For Jonathan Castro – killed in Iraq, December, 2004
A year ago today I wrote what has gone on to be RockThrower’s most popular posting, an article called “Bundt Cake,” which has been read by thousands of online readers.
The heart of the article was about a promising American, an ambitious young man by the name of Jonathan Castro, who had dreams of being an engineer. The article quoted his mother as saying “ He wanted to learn about a lot of different things in life. He liked to test his limits.” He sounded, I wrote, “like a fine fellow, with a world of potential. But unfortunately, as I wrote then, Jonathan, just 21, was one of the brave soldiers fighting in Iraq who was killed in the December 2004 mess hall bombing that also killed 17 other Americans.
And so today, RockThrower is dedicated to Jonathan Castro.
Since Jonathan’s death, America has lost more pieces of its future as hundreds more U.S. soldiers have died fighting in Iraq. According to a year-end announcement from military authorities, 841 soldiers died in Iraq in 2005. Already this January, another 28 soldiers have been killed. Clint Upchurch, 31, of Kansas was killed by small arms fire, Stuart Anderson, 45, of Iowa was killed in a crash with a civilian vehicle, Kyle Brown, 22 of Virginia was killed, Nathan R. Field, 23 of Iowa was killed, Robert T. Johnson, 23, of North Carolina was killed. The names go on and on, piling up into a list, to be etched into some stone wall somewhere some day as if that will make it all right.

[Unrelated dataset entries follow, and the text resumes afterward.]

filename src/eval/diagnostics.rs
//! Collector for accumulating diagnostics during a build.
//!
//! DSL calls never return errors to their caller. Each failure is recorded
//! here together with the path of the node being built, so one build
//! surfaces every defect.

use std::fmt;

use tracing::warn;

use crate::domain::{DomainError, ErrorKind};
use crate::eval::error::EvalError;

/// A single recorded failure.
#[derive(Debug, Clone, PartialEq, Eq)]
pub struct Diagnostic {
    error: DomainError,
    path: String,
}

impl Diagnostic {
    pub fn new(error: DomainError, path: impl Into<String>) -> Self {
        Self {
            error,
            path: path.into(),
        }
    }

    pub fn error(&self) -> &DomainError {
        &self.error
    }

    pub fn kind(&self) -> ErrorKind {
        self.error.kind()
    }

    /// Rendered evaluation stack at the time of the failure.
    pub fn path(&self) -> &str {
        &self.path
    }
}

impl fmt::Display for Diagnostic {
    fn fmt(&self, f: &mut fmt::Formatter<'_>) -> fmt::Result {
        write!(f, "[{}] {}: {}", self.kind(), self.path, self.error)
    }
}

/// Build-wide list of diagnostics in emission order.
#[derive(Debug, Clone, Default, PartialEq, Eq)]
pub struct Diagnostics {
    entries: Vec<Diagnostic>,
}

impl Diagnostics {
    pub fn new() -> Self {
        Self::default()
    }

    pub fn emit(&mut self, diagnostic: Diagnostic) {
        warn!(kind = %diagnostic.kind(), path = diagnostic.path(), "{}", diagnostic.error());
        self.entries.push(diagnostic);
    }

    pub fn len(&self) -> usize {
        self.entries.len()
    }

    pub fn is_empty(&self) -> bool {
        self.entries.is_empty()
    }

    pub fn iter(&self) -> std::slice::Iter<'_, Diagnostic> {
        self.entries.iter()
    }

    pub fn count(&self, kind: ErrorKind) -> usize {
        self.entries.iter().filter(|d| d.kind() == kind).count()
    }

    pub fn has_fatal(&self) -> bool {
        self.entries.iter().any(|d| d.error().is_fatal())
    }

    /// - No diagnostics: `Ok(())`
    /// - Otherwise: `Err(EvalError::Build)` carrying all of them
    pub fn finish(self) -> Result<(), EvalError> {
        if self.entries.is_empty() {
            Ok(())
        } else {
            Err(EvalError::build(self))
        }
    }
}

impl fmt::Display for Diagnostics {
    fn fmt(&self, f: &mut fmt::Formatter<'_>) -> fmt::Result {
        for entry in &self.entries {
            writeln!(f, "{entry}")?;
        }
        Ok(())
    }
}

impl<'a> IntoIterator for &'a Diagnostics {
    type Item = &'a Diagnostic;
    type IntoIter = std::slice::Iter<'a, Diagnostic>;

    fn into_iter(self) -> Self::IntoIter {
        self.entries.iter()
    }
}
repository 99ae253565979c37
use generational_arena::{Arena, Index};
use tracing::instrument;

use crate::domain::element::Node;

/// Arena slot: an element plus its links in the model tree.
#[derive(Debug)]
pub struct TreeNode {
    /// Architecture element stored in this slot
    pub node: Node,
    /// Index of parent node in the arena, None for the workspace root
    pub parent: Option<Index>,
    /// Indices of child nodes in declaration order
    pub children: Vec<Index>,
}

/// Arena-based storage for the element tree being built.
///
/// Handles stay valid while elements are added elsewhere in the tree, which
/// lets the evaluation stack hold plain [`Index`] values. Removing a subtree
/// invalidates its handles through the arena's generation counter.
#[derive(Debug, Default)]
pub struct ModelArena {
    arena: Arena<TreeNode>,
    root: Option<Index>,
}

impl ModelArena {
    pub fn new() -> Self {
        Self::default()
    }

    /// Inserts `node` under `parent`; a parentless node becomes the root.
    #[instrument(level = "trace", skip(self, node))]
    pub fn insert_node(&mut self, node: Node, parent: Option<Index>) -> Index {
        let slot = TreeNode {
            node,
            parent,
            children: Vec::new(),
        };
        let node_idx = self.arena.insert(slot);

        if let Some(parent_idx) = parent {
            if let Some(parent) = self.arena.get_mut(parent_idx) {
                parent.children.push(node_idx);
            }
        } else {
            self.root = Some(node_idx);
        }

        node_idx
    }

    /// Removes `idx` and all of its descendants, detaching it from its parent.
    ///
    /// Returns the number of removed nodes.
    #[instrument(level = "trace", skip(self))]
    pub fn remove_subtree(&mut self, idx: Index) -> usize {
        let parent = match self.arena.get(idx) {
            Some(slot) => slot.parent,
            None => return 0,
        };
        if let Some(parent) = parent.and_then(|p| self.arena.get_mut(p)) {
            parent.children.retain(|&child| child != idx);
        }
        if self.root == Some(idx) {
            self.root = None;
        }

        let mut removed = 0;
        let mut stack = vec![idx];
        while let Some(current) = stack.pop() {
            if let Some(slot) = self.arena.remove(current) {
                stack.extend(slot.children);
                removed += 1;
            }
        }
        removed
    }

    pub fn get_node(&self, idx: Index) -> Option<&TreeNode> {
        self.arena.get(idx)
    }

    pub fn get_node_mut(&mut self, idx: Index) -> Option<&mut TreeNode> {
        self.arena.get_mut(idx)
    }

    pub fn root(&self) -> Option<Index> {
        self.root
    }

    pub fn len(&self) -> usize {
        self.arena.len()
    }

    pub fn is_empty(&self) -> bool {
        self.arena.is_empty()
    }

    pub fn iter(&self) -> TreeIterator<'_> {
        TreeIterator::new(self)
    }

    pub fn iter_postorder(&self) -> PostOrderIterator<'_> {
        PostOrderIterator::new(self)
    }

    #[instrument(level = "debug", skip(self))]
    pub fn depth(&self) -> usize {
        if let Some(root) = self.root {
            self.calculate_depth(root)
        } else {
            0
        }
    }

    fn calculate_depth(&self, node_idx: Index) -> usize {
        if let Some(slot) = self.get_node(node_idx) {
            1 + slot
                .children
                .iter()
                .map(|&child| self.calculate_depth(child))
                .max()
                .unwrap_or(0)
        } else {
            0
        }
    }

    /// Collects the names of all leaf elements (elements with no children).
    ///
    /// A workspace without elements is its own leaf.
    #[instrument(level = "debug", skip(self))]
    pub fn leaf_names(&self) -> Vec<String> {
        let mut leaves = Vec::new();
        if let Some(root) = self.root {
            self.collect_leaves(root, &mut leaves);
        }
        leaves
    }

    fn collect_leaves(&self, node_idx: Index, leaves: &mut Vec<String>) {
        if let Some(slot) = self.get_node(node_idx) {
            if slot.children.is_empty() {
                leaves.push(slot.node.name().to_string());
            } else {
                for &child in &slot.children {
                    self.collect_leaves(child, leaves);
                }
            }
        }
    }
}

/// Pre-order traversal in declaration order.
///
/// Handles whose slot was freed by [`ModelArena::remove_subtree`] are
/// skipped, so a traversal never yields a discarded element.
pub struct TreeIterator<'a> {
    arena: &'a ModelArena,
    stack: Vec<Index>,
}

impl<'a> TreeIterator<'a> {
    fn new(arena: &'a ModelArena) -> Self {
        let mut stack = Vec::new();
        if let Some(root) = arena.root() {
            stack.push(root);
        }
        Self { arena, stack }
    }
}

impl<'a> Iterator for TreeIterator<'a> {
    type Item = (Index, &'a TreeNode);

    fn next(&mut self) -> Option<Self::Item> {
        while let Some(current_idx) = self.stack.pop() {
            if let Some(slot) = self.arena.get_node(current_idx) {
                // Push children in reverse order for left-to-right traversal
                for &child in slot.children.iter().rev() {
                    self.stack.push(child);
                }
                return Some((current_idx, slot));
            }
        }
        None
    }
}

/// Post-order traversal: children before their parent.
///
/// Like [`TreeIterator`], stale handles are skipped instead of ending the walk.
pub struct PostOrderIterator<'a> {
    arena: &'a ModelArena,
    stack: Vec<(Index, bool)>,
}

impl<'a> PostOrderIterator<'a> {
    fn new(arena: &'a ModelArena) -> Self {
        let mut stack = Vec::new();
        if let Some(root) = arena.root() {
            stack.push((root, false));
        }
        Self { arena, stack }
    }
}

impl<'a> Iterator for PostOrderIterator<'a> {
    type Item = (Index, &'a TreeNode);

    fn next(&mut self) -> Option<Self::Item> {
        while let Some((current_idx, visited)) = self.stack.pop() {
            if let Some(slot) = self.arena.get_node(current_idx) {
                if !visited {
                    self.stack.push((current_idx, true));
                    for &child in slot.children.iter().rev() {
                        self.stack.push((child, false));
                    }
                } else {
                    return Some((current_idx, slot));
                }
            }
        }
        None
    }
}
//! Configuration management with layered loading
//!
//! Precedence (lowest to highest):
//! 1. Compiled defaults
//! 2. Global config: `$XDG_CONFIG_HOME/archdsl/archdsl.toml`
//! 3. Local config: `<dir>/.archdsl.toml`
//! 4. Environment variables: `ARCHDSL_*` prefix

use std::path::{Path, PathBuf};

use config::{Config, ConfigError, Environment, Map};
use directories::ProjectDirs;
use serde::{Deserialize, Serialize};
use tracing::debug;

use crate::eval::EvalError;

/// Evaluation settings.
#[derive(Debug, Clone, Serialize, Deserialize, PartialEq, Eq)]
#[serde(default)]
pub struct Settings {
    /// Maximum number of nested bodies (properties bodies included)
    pub max_depth: usize,
    /// Accept relative URI references such as `/docs/system`
    pub allow_relative_urls: bool,
    /// Fail the build on any diagnostic, not only on a missing workspace
    pub strict: bool,
}

impl Default for Settings {
    fn default() -> Self {
        Self {
            max_depth: 64,
            allow_relative_urls: true,
            strict: true,
        }
    }
}

/// Raw settings for intermediate parsing (fields are Option to detect "not specified").
#[derive(Debug, Clone, Deserialize, Default)]
#[serde(default)]
pub struct RawSettings {
    pub max_depth: Option<usize>,
    pub allow_relative_urls: Option<bool>,
    pub strict: Option<bool>,
}

/// Get the XDG config directory for archdsl.
pub fn global_config_dir() -> Option<PathBuf> {
    ProjectDirs::from("", "", "archdsl").map(|dirs| dirs.config_dir().to_path_buf())
}

/// Get the path to the global config file.
pub fn global_config_path() -> Option<PathBuf> {
    global_config_dir().map(|dir| dir.join("archdsl.toml"))
}

/// Get the path to the local config file in a project directory.
pub fn local_config_path(dir: &Path) -> PathBuf {
    dir.join(".archdsl.toml")
}

/// Load a TOML file into RawSettings for manual merging.
fn load_raw_settings(path: &Path) -> Result<RawSettings, EvalError> {
    let content = std::fs::read_to_string(path).map_err(|e| EvalError::Config {
        message: format!("read {}: {}", path.display(), e),
    })?;
    toml::from_str(&content).map_err(|e| EvalError::Config {
        message: format!("parse {}: {}", path.display(), e),
    })
}

fn config_err(e: ConfigError) -> EvalError {
    EvalError::Config {
        message: e.to_string(),
    }
}

impl Settings {
    /// Merge overlay config onto self (base): overlay wins where specified.
    pub fn merge_with(&self, overlay: &RawSettings) -> Self {
        Self {
            max_depth: overlay.max_depth.unwrap_or(self.max_depth),
            allow_relative_urls: overlay
                .allow_relative_urls
                .unwrap_or(self.allow_relative_urls),
            strict: overlay.strict.unwrap_or(self.strict),
        }
    }

    /// Load settings with layered precedence.
    ///
    /// # Arguments
    /// * `local_dir` - Optional directory holding a `.archdsl.toml`
    pub fn load(local_dir: Option<&Path>) -> Result<Self, EvalError> {
        Self::load_layers(global_config_path().as_deref(), local_dir, None)
    }

    /// Load settings from explicit layers.
    ///
    /// # Arguments
    /// * `global_path` - Global config file, skipped when absent
    /// * `local_dir` - Optional directory holding a `.archdsl.toml`
    /// * `env` - Variables for the `ARCHDSL_*` layer; `None` reads the process environment
    pub fn load_layers(
        global_path: Option<&Path>,
        local_dir: Option<&Path>,
        env: Option<Map<String, String>>,
    ) -> Result<Self, EvalError> {
        let mut current = Self::default();

        if let Some(global_path) = global_path {
            if global_path.exists() {
                debug!(path = %global_path.display(), "loading global config");
                current = current.merge_with(&load_raw_settings(global_path)?);
            }
        }

        if let Some(dir) = local_dir {
            let local_path = local_config_path(dir);
            if local_path.exists() {
                debug!(path = %local_path.display(), "loading local config");
                current = current.merge_with(&load_raw_settings(&local_path)?);
            }
        }

        current = Self::apply_env_overrides(current, env)?;
        current.validate()?;
        Ok(current)
    }

    /// Load a single file on top of the defaults, ignoring other layers.
    pub fn load_file(path: &Path) -> Result<Self, EvalError> {
        let settings = Self::default().merge_with(&load_raw_settings(path)?);
        settings.validate()?;
        Ok(settings)
    }

    /// Apply ARCHDSL_* environment variables as explicit overrides.
    fn apply_env_overrides(
        mut settings: Self,
        env: Option<Map<String, String>>,
    ) -> Result<Self, EvalError> {
        let config = Config::builder()
            .add_source(
                Environment::with_prefix("ARCHDSL")
                    .try_parsing(true)
                    .source(env),
            )
            .build()
            .map_err(config_err)?;

        if let Ok(val) = config.get::<usize>("max_depth") {
            settings.max_depth = val;
        }
        if let Ok(val) = config.get_bool("allow_relative_urls") {
            settings.allow_relative_urls = val;
        }
        if let Ok(val) = config.get_bool("strict") {
            settings.strict = val;
        }

        Ok(settings)
    }

    fn validate(&self) -> Result<(), EvalError> {
        if self.max_depth == 0 {
            return Err(EvalError::Config {
                message: "max_depth must be at least 1".to_string(),
            });
        }
        Ok(())
    }

    /// Show the effective configuration as TOML.
    pub fn to_toml(&self) -> Result<String, EvalError> {
        toml::to_string_pretty(self).map_err(|e| EvalError::Config {
            message: format!("serialize config: {e}"),
        })
    }

    /// Generate a template config file.
    pub fn template() -> String {
        r#"# archdsl configuration
#
# Locations (by precedence, lowest to highest):
#   Global: ~/.config/archdsl/archdsl.toml
#   Local:  <dir>/.archdsl.toml
#   Env:    ARCHDSL_* environment variables

# Maximum nesting of DSL bodies
# max_depth = 64

# Accept relative URLs such as "/docs/system"
# allow_relative_urls = true

# Fail builds on any diagnostic
# strict = true
"#
        .to_string()
    }
}
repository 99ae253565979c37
//! Shared helpers

pub mod testing;
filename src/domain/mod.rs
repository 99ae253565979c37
//! Domain layer: architecture elements, their storage and error taxonomy
//!
//! This layer is independent of evaluation concerns (no context stack, no config loading).

pub mod arena;
pub mod element;
pub mod error;
pub mod uri;

pub use arena::{ModelArena, PostOrderIterator, TreeIterator, TreeNode};
pub use element::{
    ElementData, ElementKind, Enterprise, HealthCheckData, Location, Node, WorkspaceData,
};
pub use error::{DomainError, ErrorKind};
pub use uri::validate_url;
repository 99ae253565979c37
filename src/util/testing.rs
use std::env;
use std::sync::Once;

use tracing::{debug, info};
use tracing_subscriber::{
    fmt::{self, format::FmtSpan},
    prelude::*,
    EnvFilter,
};

static TEST_SETUP: Once = Once::new();

/// Installs a stderr tracing subscriber once per test binary.
///
/// Honours `RUST_LOG`; defaults to `debug` for this crate.
pub fn init_test_setup() {
    TEST_SETUP.call_once(|| {
        setup_test_logging();
        info!("Test Setup complete");
    });
}

fn setup_test_logging() {
    let env_filter = env::var("RUST_LOG")
        .ok()
        .and_then(|spec| EnvFilter::try_new(spec).ok())
        .unwrap_or_else(|| EnvFilter::new("archdsl=debug"));

    let subscriber = tracing_subscriber::registry().with(
        fmt::layer()
            .with_writer(std::io::stderr)
            .with_target(true)
            .with_thread_names(false)
            .with_span_events(FmtSpan::CLOSE)
            .with_filter(env_filter),
    );

    // Only set if we haven't already set a global subscriber
    if tracing::dispatcher::has_been_set() {
        debug!("Tracing subscriber already set");
    } else {
        subscriber.try_init().unwrap_or_else(|e| {
            eprintln!("Error: Failed to set up logging: {}", e);
        });
    }
}

#[cfg(test)]
mod tests {
    use super::*;

    #[test]
    fn test_init_test_setup_is_idempotent() {
        init_test_setup();
        init_test_setup();
    }
}
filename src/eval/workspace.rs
//! Workspace constructor: the only top-level DSL call.
//!
//! A workspace is declared in one of three shapes:
//!
//! ```text
//! workspace(body)
//! workspace_named("name", body)
//! workspace_described("name", "description", body)
//! ```
//!
//! [`Evaluator::workspace_with`] accepts the same shapes as a positional
//! argument list and reports argument errors instead of relying on the
//! type checker.

use std::fmt;

use tracing::{info, instrument};

use crate::domain::{DomainError, Node, WorkspaceData};
use crate::eval::context::{Context, Evaluator};

/// Boxed DSL body, used where bodies travel inside argument lists.
pub type Body<'a> = Box<dyn FnOnce(&mut Evaluator) + 'a>;

/// One positional argument of [`Evaluator::workspace_with`].
pub enum DslArg<'a> {
    Text(String),
    Integer(i64),
    Boolean(bool),
    Body(Body<'a>),
}

impl<'a> DslArg<'a> {
    pub fn body<F>(f: F) -> Self
    where
        F: FnOnce(&mut Evaluator) + 'a,
    {
        DslArg::Body(Box::new(f))
    }

    pub fn type_name(&self) -> &'static str {
        match self {
            DslArg::Text(_) => "string",
            DslArg::Integer(_) => "integer",
            DslArg::Boolean(_) => "boolean",
            DslArg::Body(_) => "function",
        }
    }
}

impl fmt::Debug for DslArg<'_> {
    fn fmt(&self, f: &mut fmt::Formatter<'_>) -> fmt::Result {
        match self {
            DslArg::Text(s) => f.debug_tuple("Text").field(s).finish(),
            DslArg::Integer(n) => f.debug_tuple("Integer").field(n).finish(),
            DslArg::Boolean(b) => f.debug_tuple("Boolean").field(b).finish(),
            DslArg::Body(_) => f.write_str("Body(..)"),
        }
    }
}

impl From<&str> for DslArg<'_> {
    fn from(value: &str) -> Self {
        DslArg::Text(value.to_string())
    }
}

impl From<String> for DslArg<'_> {
    fn from(value: String) -> Self {
        DslArg::Text(value)
    }
}

impl From<i64> for DslArg<'_> {
    fn from(value: i64) -> Self {
        DslArg::Integer(value)
    }
}

impl From<bool> for DslArg<'_> {
    fn from(value: bool) -> Self {
        DslArg::Boolean(value)
    }
}

/// Resolved workspace arguments; omitted strings are empty.
pub struct WorkspaceArgs<F> {
    pub name: String,
    pub description: String,
    pub body: F,
}

impl<F> fmt::Debug for WorkspaceArgs<F> {
    fn fmt(&self, f: &mut fmt::Formatter<'_>) -> fmt::Result {
        f.debug_struct("WorkspaceArgs")
            .field("name", &self.name)
            .field("description", &self.description)
            .finish_non_exhaustive()
    }
}

impl<'a> WorkspaceArgs<Body<'a>> {
    /// Resolves `(name?, description?, body)` from a positional list.
    ///
    /// Any error aborts the construction; nothing is evaluated.
    pub fn resolve(mut args: Vec<DslArg<'a>>) -> Result<Self, DomainError> {
        let given = args.len();
        let body = match args.pop() {
            None => return Err(DomainError::missing_body("missing child DSL")),
            Some(DslArg::Body(body)) => body,
            Some(_) => {
                return Err(DomainError::missing_body(
                    "missing child DSL (last argument must be a function)",
                ))
            }
        };
        if given > 3 {
            return Err(DomainError::TooManyArguments { given });
        }

        let mut strings = Vec::with_capacity(args.len());
        for (position, arg) in args.into_iter().enumerate() {
            match arg {
                DslArg::Text(text) => strings.push(text),
                other => {
                    return Err(DomainError::InvalidArgument {
                        position,
                        expected: "string",
                        actual: other.type_name(),
                    })
                }
            }
        }
        let mut strings = strings.into_iter();
        Ok(Self {
            name: strings.next().unwrap_or_default(),
            description: strings.next().unwrap_or_default(),
            body,
        })
    }
}

impl Evaluator {
    /// Declares an unnamed workspace.
    pub fn workspace<F>(&mut self, body: F)
    where
        F: FnOnce(&mut Evaluator),
    {
        self.assemble(WorkspaceArgs {
            name: String::new(),
            description: String::new(),
            body,
        });
    }

    /// Declares a workspace with a name.
    pub fn workspace_named<F>(&mut self, name: &str, body: F)
    where
        F: FnOnce(&mut Evaluator),
    {
        self.assemble(WorkspaceArgs {
            name: name.to_string(),
            description: String::new(),
            body,
        });
    }

    /// Declares a workspace with a name and a description.
    pub fn workspace_described<F>(&mut self, name: &str, description: &str, body: F)
    where
        F: FnOnce(&mut Evaluator),
    {
        self.assemble(WorkspaceArgs {
            name: name.to_string(),
            description: description.to_string(),
            body,
        });
    }

    /// Declares a workspace from a positional argument list.
    ///
    /// Accepts one to three arguments; the last must be a body and the
    /// others strings (name, then description).
    pub fn workspace_with(&mut self, args: Vec<DslArg<'_>>) {
        if self.current() != Context::Top {
            self.report_incompatible("workspace");
            return;
        }
        match WorkspaceArgs::resolve(args) {
            Ok(args) => self.assemble(args),
            Err(err) => self.report(err),
        }
    }

    #[instrument(level = "debug", skip_all, fields(name = %args.name))]
    fn assemble<F>(&mut self, args: WorkspaceArgs<F>)
    where
        F: FnOnce(&mut Evaluator),
    {
        if self.current() != Context::Top {
            self.report_incompatible("workspace");
            return;
        }
        if self.published.is_some() {
            self.report(DomainError::WorkspaceRedefined);
            return;
        }

        let WorkspaceArgs {
            name,
            description,
            body,
        } = args;
        let root = self.model.insert_node(
            Node::Workspace(WorkspaceData::new(name, description)),
            None,
        );
        if self.execute(body, root) {
            self.published = Some(root);
            info!(elements = self.model.len(), "workspace published");
        } else {
            self.model.remove_subtree(root);
        }
    }
}

#[cfg(test)]
mod tests {
    use super::*;
    use crate::domain::ErrorKind;

    #[test]
    fn test_resolve_shapes() {
        let args = WorkspaceArgs::resolve(vec!["N".into(), "D".into(), DslArg::body(|_| {})])
            .unwrap();
        assert_eq!((args.name.as_str(), args.description.as_str()), ("N", "D"));

        let args = WorkspaceArgs::resolve(vec![DslArg::body(|_| {})]).unwrap();
        assert!(args.name.is_empty() && args.description.is_empty());
    }

    #[test]
    fn test_resolve_rejects_non_string_name() {
        let err = WorkspaceArgs::resolve(vec![42i64.into(), DslArg::body(|_| {})]).unwrap_err();
        assert_eq!(
            err,
            DomainError::InvalidArgument {
                position: 0,
                expected: "string",
                actual: "integer",
            }
        );
    }

    #[test]
    fn test_resolve_rejects_non_string_description() {
        let err = WorkspaceArgs::resolve(vec!["N".into(), true.into(), DslArg::body(|_| {})])
            .unwrap_err();
        assert_eq!(err.kind(), ErrorKind::InvalidArgument);
        assert!(err.to_string().contains("position 1"));
    }

    #[test]
    fn test_resolve_checks_body_before_arity() {
        let err = WorkspaceArgs::resolve(vec!["a".into(), "b".into(), "c".into(), "d".into()])
            .unwrap_err();
        assert_eq!(err.kind(), ErrorKind::MissingBody);
    }

    #[test]
    fn test_debug_hides_body() {
        let rendered = format!("{:?}", vec![DslArg::from("N"), DslArg::body(|_| {})]);
        assert_eq!(rendered, "[Text(\"N\"), Body(..)]");
    }
}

But thier names are not just letters on a list, they represent the very future of our country. What simple contribution might these brave young soldiers have made? What difference might they have made to your life or mine. What difference might they have made to America’s future? As I wrote about Jonathan, maybe one of them would have invented the next “Bundt Pan — or just have been a good man among his common men.” But maybe they would have been the police officer that saves your life, the teacher who convinces your son to stay in school, the writer of a book that changes how we look at the world,or a politician who prevents the next war. We will never know the holes that their deaths are leaving in our future.
And so today I am asking the few readers of RockThrower to take a minute and think about Jonathan Castro and the too many others who have died fighting in Iraq. Take a minute and think not only about the sadness of thier deaths, but about the loss of their future and what it means to their friends and family, about what it means to our country. That loss is the cost of this war. And we should not forget it. And every American should be asking the president and our political leaders if it is worth it.